Exercise brief:
Write out, from the entries below, exactly the lines that run between the lines holding "a partition key." and "accepts at most", inclusive, and stop there.

Source information:
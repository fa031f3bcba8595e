//! GetItem, Query and Scan.

use std::collections::HashMap;

use dynawire_model::input::{GetItemInput, QueryInput, ScanInput};
use dynawire_model::output::{GetItemOutput, QueryOutput, ScanOutput};
use dynawire_model::types::{ComparisonOperator, Condition};
use dynawire_model::{DynamoDBOperation, KeySchema};

use super::{
    ContractContext, OperationContract, check_consistent_read, check_filter, check_key,
    check_limit, check_projection, check_table_name, check_values,
};
use crate::error::{ClientError, invalid};

/// Largest accepted `TotalSegments` for a parallel scan.
pub const MAX_TOTAL_SEGMENTS: i32 = 1_000_000;

/// Read one item by primary key.
#[derive(Debug, Clone, Copy)]
pub struct GetItem;

impl OperationContract for GetItem {
    const OPERATION: DynamoDBOperation = DynamoDBOperation::GetItem;
    type Input = GetItemInput;
    type Output = GetItemOutput;

    fn validate(input: &GetItemInput, ctx: &ContractContext<'_>) -> Result<(), ClientError> {
        check_table_name(&input.table_name)?;
        check_key(&input.key, &input.table_name, ctx)?;
        check_projection(&input.attributes_to_get, input.projection_expression.as_deref())
    }
}

/// Read the items sharing a partition key.
#[derive(Debug, Clone, Copy)]
pub struct Query;

impl OperationContract for Query {
    const OPERATION: DynamoDBOperation = DynamoDBOperation::Query;
    type Input = QueryInput;
    type Output = QueryOutput;

    fn validate(input: &QueryInput, ctx: &ContractContext<'_>) -> Result<(), ClientError> {
        check_table_name(&input.table_name)?;
        let index_name = input.index_name.as_deref();

        match (
            input.key_condition_expression.as_deref(),
            input.key_conditions.is_empty(),
        ) {
            (Some(_), false) => {
                return Err(invalid(
                    "KeyConditionExpression and KeyConditions cannot be used together",
                ));
            }
            (None, true) => {
                return Err(invalid("Query requires KeyConditionExpression or KeyConditions"));
            }
            (Some(expr), true) if expr.trim().is_empty() => {
                return Err(invalid("KeyConditionExpression must not be empty"));
            }
            (Some(_), true) => {}
            (None, false) => {
                let key_schema = ctx
                    .schema(&input.table_name)
                    .and_then(|schema| schema.key_schema_for(index_name));
                check_key_conditions(&input.key_conditions, key_schema)?;
            }
        }

        check_filter(
            &input.query_filter,
            "QueryFilter",
            input.filter_expression.as_deref(),
            input.conditional_operator,
        )?;
        check_projection(&input.attributes_to_get, input.projection_expression.as_deref())?;
        check_limit(input.limit)?;
        check_consistent_read(&input.table_name, index_name, input.consistent_read, ctx)?;
        check_values(&input.expression_attribute_values)
    }
}

/// Legacy `KeyConditions`: one `EQ` on the partition key and at most one
/// more condition on the sort key.
fn check_key_conditions(
    conditions: &HashMap<String, Condition>,
    key_schema: Option<&KeySchema>,
) -> Result<(), ClientError> {
    if conditions.len() > 2 {
        return Err(invalid(format!(
            "KeyConditions accepts at most 2 conditions, got {}",
            conditions.len()
        )));
    }
    for (name, condition) in conditions {
        if !condition.comparison_operator.is_key_condition() {
            return Err(invalid(format!(
                "{} is not a valid key condition operator (attribute {name})",
                condition.comparison_operator
            )));
        }
        condition.validate()?;
    }

    let hash_candidates: Vec<&str> = conditions
        .iter()
        .filter(|(_, c)| c.comparison_operator == ComparisonOperator::Eq)
        .map(|(name, _)| name.as_str())
        .collect();
    if hash_candidates.is_empty() {
        return Err(invalid(
            "KeyConditions must contain an EQ condition on the partition key",
        ));
    }

    let Some(schema) = key_schema else {
        return Ok(());
    };
    let hash_key = schema.hash_key();
    if !hash_candidates.contains(&hash_key) {
        return Err(invalid(format!(
            "KeyConditions must contain an EQ condition on partition key {hash_key}"
        )));
    }
    for name in conditions.keys().filter(|name| name.as_str() != hash_key) {
        if schema.range_key() != Some(name.as_str()) {
            return Err(invalid(format!("KeyConditions attribute {name} is not a key attribute")));
        }
    }
    Ok(())
}

/// Read every item of a table or index, optionally one segment of it.
#[derive(Debug, Clone, Copy)]
pub struct Scan;

impl OperationContract for Scan {
    const OPERATION: DynamoDBOperation = DynamoDBOperation::Scan;
    type Input = ScanInput;
    type Output = ScanOutput;

    fn validate(input: &ScanInput, ctx: &ContractContext<'_>) -> Result<(), ClientError> {
        check_table_name(&input.table_name)?;
        check_filter(
            &input.scan_filter,
            "ScanFilter",
            input.filter_expression.as_deref(),
            input.conditional_operator,
        )?;
        check_projection(&input.attributes_to_get, input.projection_expression.as_deref())?;
        check_limit(input.limit)?;
        check_segments(input.segment, input.total_segments)?;
        check_consistent_read(
            &input.table_name,
            input.index_name.as_deref(),
            input.consistent_read,
            ctx,
        )?;
        check_values(&input.expression_attribute_values)
    }
}

fn check_segments(segment: Option<i32>, total_segments: Option<i32>) -> Result<(), ClientError> {
    match (segment, total_segments) {
        (None, None) => Ok(()),
        (Some(segment), Some(total)) => {
            if !(1..=MAX_TOTAL_SEGMENTS).contains(&total) {
                return Err(invalid(format!(
                    "TotalSegments must be between 1 and {MAX_TOTAL_SEGMENTS}, got {total}"
                )));
            }
            if !(0..total).contains(&segment) {
                return Err(invalid(format!(
                    "Segment must be between 0 and {}, got {segment}",
                    total - 1
                )));
            }
            Ok(())
        }
        _ => Err(invalid("Segment and TotalSegments must be specified together")),
    }
}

Finished task:
/// Read the items sharing a partition key.
#[derive(Debug, Clone, Copy)]
pub struct Query;

impl OperationContract for Query {
    const OPERATION: DynamoDBOperation = DynamoDBOperation::Query;
    type Input = QueryInput;
    type Output = QueryOutput;

    fn validate(input: &QueryInput, ctx: &ContractContext<'_>) -> Result<(), ClientError> {
        check_table_name(&input.table_name)?;
        let index_name = input.index_name.as_deref();

        match (
            input.key_condition_expression.as_deref(),
            input.key_conditions.is_empty(),
        ) {
            (Some(_), false) => {
                return Err(invalid(
                    "KeyConditionExpression and KeyConditions cannot be used together",
                ));
            }
            (None, true) => {
                return Err(invalid("Query requires KeyConditionExpression or KeyConditions"));
            }
            (Some(expr), true) if expr.trim().is_empty() => {
                return Err(invalid("KeyConditionExpression must not be empty"));
            }
            (Some(_), true) => {}
            (None, false) => {
                let key_schema = ctx
                    .schema(&input.table_name)
                    .and_then(|schema| schema.key_schema_for(index_name));
                check_key_conditions(&input.key_conditions, key_schema)?;
            }
        }

        check_filter(
            &input.query_filter,
            "QueryFilter",
            input.filter_expression.as_deref(),
            input.conditional_operator,
        )?;
        check_projection(&input.attributes_to_get, input.projection_expression.as_deref())?;
        check_limit(input.limit)?;
        check_consistent_read(&input.table_name, index_name, input.consistent_read, ctx)?;
        check_values(&input.expression_attribute_values)
    }
}

/// Legacy `KeyConditions`: one `EQ` on the partition key and at most one
/// more condition on the sort key.
fn check_key_conditions(
    conditions: &HashMap<String, Condition>,
    key_schema: Option<&KeySchema>,
) -> Result<(), ClientError> {
    if conditions.len() > 2 {
        return Err(invalid(format!(
            "KeyConditions accepts at most 2 conditions, got {}",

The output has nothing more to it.